Pourquoi faire du théâtre aujourd’hui ?

Il y a des éléments agaçants dans cette pièce. Des personnages caractérisés à l’excès. Des dilemmes rebattus. Des morceaux de bravoure un peu bavards. Une association du peuple à l’extrême droite potentiellement simpliste. Et le risque du propos endogame, d’une pièce qui ambitionne d’ouvrir le théâtre au monde mais parle avant tout du monde du théâtre. Néanmoins, convenons-en, le texte de Gallet, très bien servi par la mise en scène simple, fluide et rythmée de Jean-Pierre Baro, et par un jeu aux multiples couleurs, emporte le morceau. Sans concession sur le narcissisme de l’artiste, le surplomb moralisateur du monde du théâtre et son asthénie tchekhovienne d’univers moribond, Mephisto n’épargne rien à une société du spectacle qu’il griffe de partout – son propos mordant jusqu’au public même. Mais il porte en même temps une véritable tendresse pour le théâtre, un attachement, un amour. Avec ses personnages complexes et profonds, pris dans leurs contradictions, cherchant la meilleure façon d’agir, avec ou sans le théâtre, face aux dangers qui menacent, Mephisto rend de plus plausible, présente, là, véritablement devant nous, cette dystopie malheureusement de plus en plus probable d’un monde où s’imposera l’extrême droite. Quels choix cette situation nous demandera-t-elle d’opérer ? Préparons-nous à cet avenir brûlant, propose Méphisto. De réponse définitive on ne trouvera pas dans le théâtre. Mais en s’aidant du théâtre, peut-être.

Eric Demey La Terrasse, 23 octobre 2019, N° 281

Méphisto de Klaus Mann vu dans la mise en scène d'Ariane Mnouchkine 

Mephisto, Le roman d'une carrière 1979  De Klaus Mann  

Traduction et adaptation Ariane Mnouchkine  

Le roman Méphisto pose la question du rôle et de la responsabilité des intellectuels à la naissance du Troisième Reich.
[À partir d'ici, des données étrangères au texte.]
//! Account type business logic - listing, creating and seeding account types.
//!
//! Account types are created explicitly, implicitly when an account is created with a
//! new type label, or from the seed list in config.toml. They are never deleted
//! automatically.

use crate::{
    config::account_types::AccountTypeConfig,
    entities::{AccountType, account_type},
    errors::{Error, Result},
};
use sea_orm::{
    QueryOrder, Set,
    prelude::*,
    sea_query::{Expr, Func},
};

/// Group assigned when none is given.
pub const DEFAULT_GROUP: &str = "Misc.";

/// Lists account types ordered by name, optionally restricted to one group.
///
/// The group comparison ignores case, so `?group=liabilities` finds "Liabilities".
/// `None` or `"all"` lists every account type.
pub async fn get_account_types(
    db: &DatabaseConnection,
    group: Option<&str>,
) -> Result<Vec<account_type::Model>> {
    let mut query = AccountType::find();

    if let Some(group) = group.filter(|g| !g.eq_ignore_ascii_case("all")) {
        query = query.filter(
            Expr::expr(Func::lower(Expr::col(account_type::Column::GroupName)))
                .eq(group.trim().to_lowercase()),
        );
    }

    query
        .order_by_asc(account_type::Column::Name)
        .all(db)
        .await
        .map_err(Into::into)
}

/// Finds an account type by its exact name.
pub async fn get_account_type_by_name<C>(
    db: &C,
    name: &str,
) -> Result<Option<account_type::Model>>
where
    C: ConnectionTrait,
{
    AccountType::find()
        .filter(account_type::Column::Name.eq(name))
        .one(db)
        .await
        .map_err(Into::into)
}

/// Creates a new account type, trimming the name and defaulting the group to `"Misc."`.
///
/// # Errors
/// Returns an error if:
/// - The name is empty or whitespace-only
/// - An account type with the same name already exists (uniqueness violation)
pub async fn create_account_type<C>(
    db: &C,
    name: &str,
    group: Option<&str>,
) -> Result<account_type::Model>
where
    C: ConnectionTrait,
{
    let name = name.trim();
    if name.is_empty() {
        return Err(Error::validation("Account type name cannot be empty"));
    }

    let group = group
        .map(str::trim)
        .filter(|g| !g.is_empty())
        .unwrap_or(DEFAULT_GROUP);

    let account_type = account_type::ActiveModel {
        name: Set(name.to_string()),
        group_name: Set(group.to_string()),
        ..Default::default()
    };

    let created = account_type.insert(db).await?;
    tracing::info!("Created account type '{}' in group '{}'", created.name, created.group_name);
    Ok(created)
}

/// Returns the account type with this name, creating it in the `"Misc."` group if needed.
///
/// Pass a `DatabaseTransaction` to make the lookup and insert part of a larger unit of work.
pub async fn get_or_create_account_type<C>(db: &C, name: &str) -> Result<account_type::Model>
where
    C: ConnectionTrait,
{
    if let Some(existing) = get_account_type_by_name(db, name.trim()).await? {
        return Ok(existing);
    }

    create_account_type(db, name, None).await
}

/// Inserts the configured account types that do not exist yet; returns how many were added.
pub async fn seed_account_types(
    db: &DatabaseConnection,
    account_types: &[AccountTypeConfig],
) -> Result<usize> {
    let mut created = 0;

    for config in account_types {
        if get_account_type_by_name(db, config.name.trim()).await?.is_some() {
            continue;
        }
        create_account_type(db, &config.name, Some(&config.group)).await?;
        created += 1;
    }

    Ok(created)
}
La fable qui, pour nous, s’est dégagée du roman pourrait se formuler ainsi : le spectacle serait l’histoire de deux comédiens, liés par l‘amitié, également passionnés de théâtre, également talentueux, également préoccupés de la fonction politique, voire révolutionnaire, de leur art, dans l’Allemagne de 1923.  « Pour qui est-ce que j’écris ? Qui me lira ? Qui sera touché ? Où se trouve la communauté à laquelle je pourrais m’adresser ? Notre appel lancé vers l’incertain tombe-t-il toujours dans le vide ? Nous attendons quand même quelque chose comme un écho, même s’il reste vague et lointain. Là où on a appelé si fort, il doit y avoir au moins un petit écho. » Klaus Mann

Mes nouvelles convictions politiques

J'ai assisté samedi 4 octobre 2020 à 17 H à une lecture d'une durée d'1 H à la Bibliothèque Armand Gatti à La Seyne sur Mer dans le cadre de la résidence d'écriture de Samuel Gallet accueilli pour un mois par la Saison Gatti-Le Pôle, lecture d'entrée de résidence, à 8 voix, d'un découpage de son dernier texte Méphisto Rhapsodie, inspiré du Méphisto de Klaus Mann. Lecture puissante qui m'a interpellé.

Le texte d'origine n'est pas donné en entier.